The index for CEO expectations for capital expenditures, employment, and sales hit the highest levels in the Business Roundtable's 20 years of surveying its member CEOs, the group said in an update Wednesday.

“All of these reflect very strong consumer demand that our businesses are experiencing now,” the group’s president, Joshua Bolten, said of the survey’s three components during a press conference with reporters. Bolten noted that the level of optimism is even higher than during the first quarter of 2018, after sweeping tax cut legislation was passed.

The extremely high CEO sentiment is starkly at odds with consumer confidence, which has been in the dumps thanks to high inflation and depressed employment rates. The University of Michigan Consumer Sentiment Index plunged to 67.4 in early November, from 71.7 in October — a 10-year low. The Conference Board also found that consumer confidence dropped to a nine-month low amid inflation fears.

Bolten said that while the results may seem surprising given uncertainty over the pandemic, supply chain disruptions, and possible tax hikes, the survey was taken in November before the emergence of the new omicron variant of COVID-19 and reflects short-run expectations, not long-term predictions.


Bolten said it is yet to be understood how the omicron variant will affect economic conditions and that his group’s members are adopting a wait-and-see mindset regarding their expectations.

“If it does turn out to be as dramatic a shift as the delta variant was, that will definitely put a damper on things,” he remarked.

It could take weeks to determine just how much of a threat omicron, which was first identified in South Africa, poses to the country and U.S. economic recovery. The stock market reacted to the new strain, with indices dropping by the largest amounts of 2021 after the World Health Organization labeled it a “variant of concern.” The United States identified its first case on Wednesday.

The executives queried as part of the survey also predicted 3.9% gross domestic product growth for 2022.

Every fourth quarter, the CEOs are also asked what the biggest cost pressure facing their companies is. This year, an overwhelming number, 48%, cited labor costs, followed by 20% identifying costs from supply chain disruptions and 17% saying material costs.

The top three cost pressures have dominated headlines over the last several months as inflation continues to soar to multiyear highs. Because of an apparent labor shortage, many companies have had to raise wages to attract workers. Additionally, the supply chain crunch has also increased the price of goods due to more domestic demand for products than available supply.

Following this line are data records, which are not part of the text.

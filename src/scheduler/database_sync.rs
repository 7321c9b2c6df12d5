//! Database-sync job: refreshes the mappings store from the authoritative
//! remote source and re-merges the local custom-override file, on a
//! configurable cadence. Runs independently of profile syncs; readers see a
//! consistent snapshot because the authoritative replace and the custom
//! upsert each commit as a single unit of work.
//!
//! `$includes` on a mapping entry are resolved here, depth-first with cycle
//! detection, producing a materialized snapshot — profile sync runs never
//! touch the network for mapping data.

use std::collections::HashMap;
use std::path::Path;
use std::time::Duration;

use anyhow::{Context, Result};
use futures::future::BoxFuture;
use futures::FutureExt;
use reqwest::Client;
use tracing::{info, warn};

use crate::constants::{CUSTOM_MAPPING_STEMS, STRUCTURED_FILE_EXTENSIONS};
use crate::db::Store;
use crate::models::mapping::Mapping;

pub struct DatabaseSyncJob {
    store: Store,
    client: Client,
    source_url: String,
    data_path: String,
}

impl DatabaseSyncJob {
    #[must_use]
    pub fn new(store: Store, source_url: String, data_path: String) -> Self {
        Self {
            store,
            client: Client::builder()
                .user_agent(concat!("plexanibridge/", env!("CARGO_PKG_VERSION")))
                .build()
                .unwrap_or_else(|_| Client::new()),
            source_url,
            data_path,
        }
    }

    pub async fn run_forever(&self, interval: Duration) {
        loop {
            if let Err(err) = self.run_once().await {
                warn!(?err, "database-sync run failed");
            }
            tokio::time::sleep(interval).await;
        }
    }

    pub async fn run_once(&self) -> Result<()> {
        let authoritative = self.fetch_authoritative().await?;
        info!(count = authoritative.len(), "fetched authoritative mappings");
        self.store.replace_authoritative_mappings(&authoritative).await?;

        let overrides = self.load_custom_overrides().await?;
        for mapping in &overrides {
            let merged = match self.store.get_mapping(mapping.anilist_id).await? {
                Some(mut base) => {
                    base.merge_overlay(mapping.clone());
                    base
                }
                None => mapping.clone(),
            };
            self.store.upsert_mapping(&merged).await?;
        }
        info!(count = overrides.len(), "merged custom mapping overrides");
        Ok(())
    }

    async fn fetch_authoritative(&self) -> Result<Vec<Mapping>> {
        let response = self
            .client
            .get(&self.source_url)
            .send()
            .await
            .context("failed to reach mappings source")?
            .error_for_status()
            .context("mappings source returned an error status")?;
        let body = response.text().await?;
        let mut mappings: Vec<Mapping> =
            serde_json::from_str(&body).context("mappings source returned malformed JSON")?;

        let mut cache = HashMap::new();
        for mapping in &mut mappings {
            resolve_includes(&self.client, &self.data_path, mapping, &mut cache, &mut Vec::new())
                .await
                .with_context(|| format!("resolving $includes for anilist_id {}", mapping.anilist_id))?;
        }

        Ok(mappings)
    }

    async fn load_custom_overrides(&self) -> Result<Vec<Mapping>> {
        for stem in CUSTOM_MAPPING_STEMS {
            for ext in STRUCTURED_FILE_EXTENSIONS {
                let path = Path::new(&self.data_path).join(format!("{stem}.{ext}"));
                if !path.exists() {
                    continue;
                }
                let content = std::fs::read_to_string(&path)
                    .with_context(|| format!("failed to read {}", path.display()))?;
                let mut mappings = parse_mapping_document(&content, ext)?;

                let mut cache = HashMap::new();
                for mapping in &mut mappings {
                    mapping.custom = true;
                    resolve_includes(&self.client, &self.data_path, mapping, &mut cache, &mut Vec::new())
                        .await
                        .with_context(|| {
                            format!("resolving $includes for anilist_id {}", mapping.anilist_id)
                        })?;
                }
                return Ok(mappings);
            }
        }
        Ok(Vec::new())
    }
}

/// Folds `mapping.includes` in depth-first, earliest-include-first, then
/// folds `mapping`'s own fields on top as the final override. Clears
/// `includes` once resolved so the materialized row carries no runtime
/// reference. `stack` holds the chain of includes currently being resolved;
/// revisiting one is a cycle.
fn resolve_includes<'a>(
    client: &'a Client,
    data_path: &'a str,
    mapping: &'a mut Mapping,
    cache: &'a mut HashMap<String, Mapping>,
    stack: &'a mut Vec<String>,
) -> BoxFuture<'a, Result<()>> {
    async move {
        if mapping.includes.is_empty() {
            return Ok(());
        }

        let includes = std::mem::take(&mut mapping.includes);
        let mut base = Mapping::new(mapping.anilist_id);

        for include in includes {
            if stack.contains(&include) {
                anyhow::bail!("cyclic $includes detected at {include}");
            }

            let resolved = if let Some(cached) = cache.get(&include) {
                cached.clone()
            } else {
                stack.push(include.clone());
                let mut fetched = fetch_include(client, data_path, &include).await?;
                resolve_includes(client, data_path, &mut fetched, cache, stack).await?;
                stack.pop();
                cache.insert(include.clone(), fetched.clone());
                fetched
            };

            base.merge_overlay(resolved);
        }

        let own = std::mem::replace(mapping, base);
        mapping.merge_overlay(own);
        Ok(())
    }
    .boxed()
}

async fn fetch_include(client: &Client, data_path: &str, location: &str) -> Result<Mapping> {
    let (content, ext) = if location.starts_with("http://") || location.starts_with("https://") {
        let body = client
            .get(location)
            .send()
            .await
            .with_context(|| format!("failed to reach $includes source {location}"))?
            .error_for_status()
            .with_context(|| format!("$includes source {location} returned an error status"))?
            .text()
            .await?;
        (body, extension_of(location))
    } else {
        let path = Path::new(data_path).join(location);
        let body = std::fs::read_to_string(&path)
            .with_context(|| format!("failed to read $includes file {}", path.display()))?;
        (body, extension_of(location))
    };

    let mut mappings = parse_mapping_document(&content, ext)?;
    if mappings.len() != 1 {
        anyhow::bail!("$includes document {location} must contain exactly one mapping entry");
    }
    Ok(mappings.remove(0))
}

fn extension_of(location: &str) -> &str {
    Path::new(location)
        .extension()
        .and_then(|e| e.to_str())
        .unwrap_or("json")
}

/// Parses a mapping document that may be either a single entry or a list,
/// normalizing to a list either way.
fn parse_mapping_document(content: &str, ext: &str) -> Result<Vec<Mapping>> {
    match ext {
        "toml" => {
            if let Ok(list) = toml::from_str::<Vec<Mapping>>(content) {
                Ok(list)
            } else {
                Ok(vec![toml::from_str(content)?])
            }
        }
        "yaml" | "yml" => {
            if let Ok(list) = serde_yaml::from_str::<Vec<Mapping>>(content) {
                Ok(list)
            } else {
                Ok(vec![serde_yaml::from_str(content)?])
            }
        }
        _ => {
            if let Ok(list) = serde_json::from_str::<Vec<Mapping>>(content) {
                Ok(list)
            } else {
                Ok(vec![serde_json::from_str(content)?])
            }
        }
    }
}

#[cfg(test)]
mod tests {
    use super::*;

    #[test]
    fn custom_mapping_stems_and_extensions_cover_every_format() {
        assert!(CUSTOM_MAPPING_STEMS.contains(&"mappings.custom"));
        assert!(STRUCTURED_FILE_EXTENSIONS.contains(&"yaml"));
    }

    #[tokio::test]
    async fn resolve_includes_merges_local_file_depth_first() {
        let dir = std::env::temp_dir().join(format!("plexanibridge-includes-{}", std::process::id()));
        std::fs::create_dir_all(&dir).unwrap();
        std::fs::write(
            dir.join("base.json"),
            r#"{"anilist_id": 999, "title": "Base Title", "tvdb_id": 1}"#,
        )
        .unwrap();

        let client = Client::new();
        let data_path = dir.to_string_lossy().into_owned();
        let mut mapping = Mapping::new(1);
        mapping.title = Some("Override Title".to_string());
        mapping.includes = vec!["base.json".to_string()];

        let mut cache = HashMap::new();
        resolve_includes(&client, &data_path, &mut mapping, &mut cache, &mut Vec::new())
            .await
            .unwrap();

        assert_eq!(mapping.tvdb_id, Some(1));
        assert_eq!(mapping.title, Some("Override Title".to_string()));
        assert!(mapping.includes.is_empty());

        std::fs::remove_dir_all(&dir).ok();
    }

    #[tokio::test]
    async fn resolve_includes_detects_cycle() {
        let dir = std::env::temp_dir().join(format!("plexanibridge-includes-cycle-{}", std::process::id()));
        std::fs::create_dir_all(&dir).unwrap();
        std::fs::write(
            dir.join("a.json"),
            r#"{"anilist_id": 1, "$includes": ["b.json"]}"#,
        )
        .unwrap();
        std::fs::write(
            dir.join("b.json"),
            r#"{"anilist_id": 2, "$includes": ["a.json"]}"#,
        )
        .unwrap();

        let client = Client::new();
        let data_path = dir.to_string_lossy().into_owned();
        let mut mapping: Mapping =
            serde_json::from_str(&std::fs::read_to_string(dir.join("a.json")).unwrap()).unwrap();

        let mut cache = HashMap::new();
        let result = resolve_includes(&client, &data_path, &mut mapping, &mut cache, &mut Vec::new()).await;
        assert!(result.is_err());

        std::fs::remove_dir_all(&dir).ok();
    }
}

During the Wednesday meeting with reporters in Washington, D.C., officials from the Business Roundtable, one of the country’s largest business trade groups, also expressed opposition to President Joe Biden’s tax plan as laid out in the $2.4 trillion climate and social spending bill that was recently passed in the House.

Bolten said it would represent “one of the largest tax hikes in U.S. history” and that while many of his group’s members support certain aspects of the spending legislation, particularly climate provisions, “on balance, we think that the bill would do more harm than good because of the anti-competitive tax increases.”